Black Study, Black Struggle

Robin Kelley in The Boston Review:

In the fall of 2015, college campuses were engulfed by fires ignited in the streets of Ferguson, Missouri. This is not to say that college students had until then been quiet in the face of police violence against black Americans. Throughout the previous year, it had often been college students who hit the streets, blocked traffic, occupied the halls of justice and malls of America, disrupted political campaign rallies, and risked arrest to protest the torture and suffocation of Eric Garner, the abuse and death of Sandra Bland, the executions of Tamir Rice, Ezell Ford, Tanisha Anderson, Walter Scott, Tony Robinson, Freddie Gray, ad infinitum.

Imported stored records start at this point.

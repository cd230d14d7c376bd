use std::time::Duration;

use assert_matches::assert_matches;
use okuru_navi::domain::analysis::{fallback_profit_analysis, FALLBACK_CONFIDENCE};
use okuru_navi::domain::{
    AnalysisOutcome, AnalysisRequest, AnalysisType, DiagnosisSettings, ProductForm, ProductInfo,
    ShippingResolver, UserPreferences,
};
use okuru_navi::infra::AnalysisService;
use okuru_navi::util::config::{AiSettings, AppConfig};

fn request() -> AnalysisRequest {
    let product = ProductInfo::from_form(&ProductForm {
        category: "衣類".into(),
        length: "30".into(),
        width: "20".into(),
        thickness: "8".into(),
        weight: "1200".into(),
        destination: "福岡県".into(),
        ..ProductForm::default()
    });
    let shipping_options = ShippingResolver::default()
        .diagnose_info(&product, &DiagnosisSettings::default())
        .options;
    AnalysisRequest {
        product,
        shipping_options,
        preferences: UserPreferences::default(),
    }
}

#[tokio::test]
async fn missing_api_key_returns_canned_advice() {
    let service = AnalysisService::from_config(&AppConfig::default()).unwrap();
    let outcome = service.run(&request(), AnalysisType::Comprehensive).await;

    let (result, reason) =
        assert_matches!(outcome, AnalysisOutcome::Fallback { result, reason } => (result, reason));
    assert!(reason.contains("no API key configured"));
    assert_eq!(result.profit_analysis, fallback_profit_analysis());
    assert_eq!(result.confidence, FALLBACK_CONFIDENCE);
    assert!(result.analysis_id.starts_with("analysis_"));
}

#[tokio::test]
async fn unreachable_endpoint_is_bounded_and_recovers() {
    let config = AppConfig {
        ai: AiSettings {
            api_key: Some("sk-test".to_string()),
            endpoint: "http://127.0.0.1:9/v1".to_string(),
            timeout_secs: 2,
            ..AiSettings::default()
        },
        ..AppConfig::default()
    };
    let service = AnalysisService::from_config(&config).unwrap();

    let outcome = tokio::time::timeout(
        Duration::from_secs(10),
        service.run(&request(), AnalysisType::Market),
    )
    .await
    .expect("analysis must finish within its own timeout");

    assert!(outcome.is_fallback());
    assert_eq!(outcome.result().confidence, FALLBACK_CONFIDENCE);
}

That the fire this time spread from the town to the campus is consistent with historical patterns. The campus revolts of the 1960s, for example, followed the Harlem and Watts rebellions, the freedom movement in the South, and the rise of militant organizations in the cities. But the size, speed, intensity, and character of recent student uprisings caught much of the country off guard. Protests against campus racism and the ethics of universities’ financial entanglements erupted on nearly ninety campuses, including Brandeis, Yale, Princeton, Brown, Harvard, Claremont McKenna, Smith, Amherst, UCLA, Oberlin, Tufts, and the University of North Carolina, both Chapel Hill and Greensboro. These demonstrations were led largely by black students, as well as coalitions made up of students of color, queer folks, undocumented immigrants, and allied whites.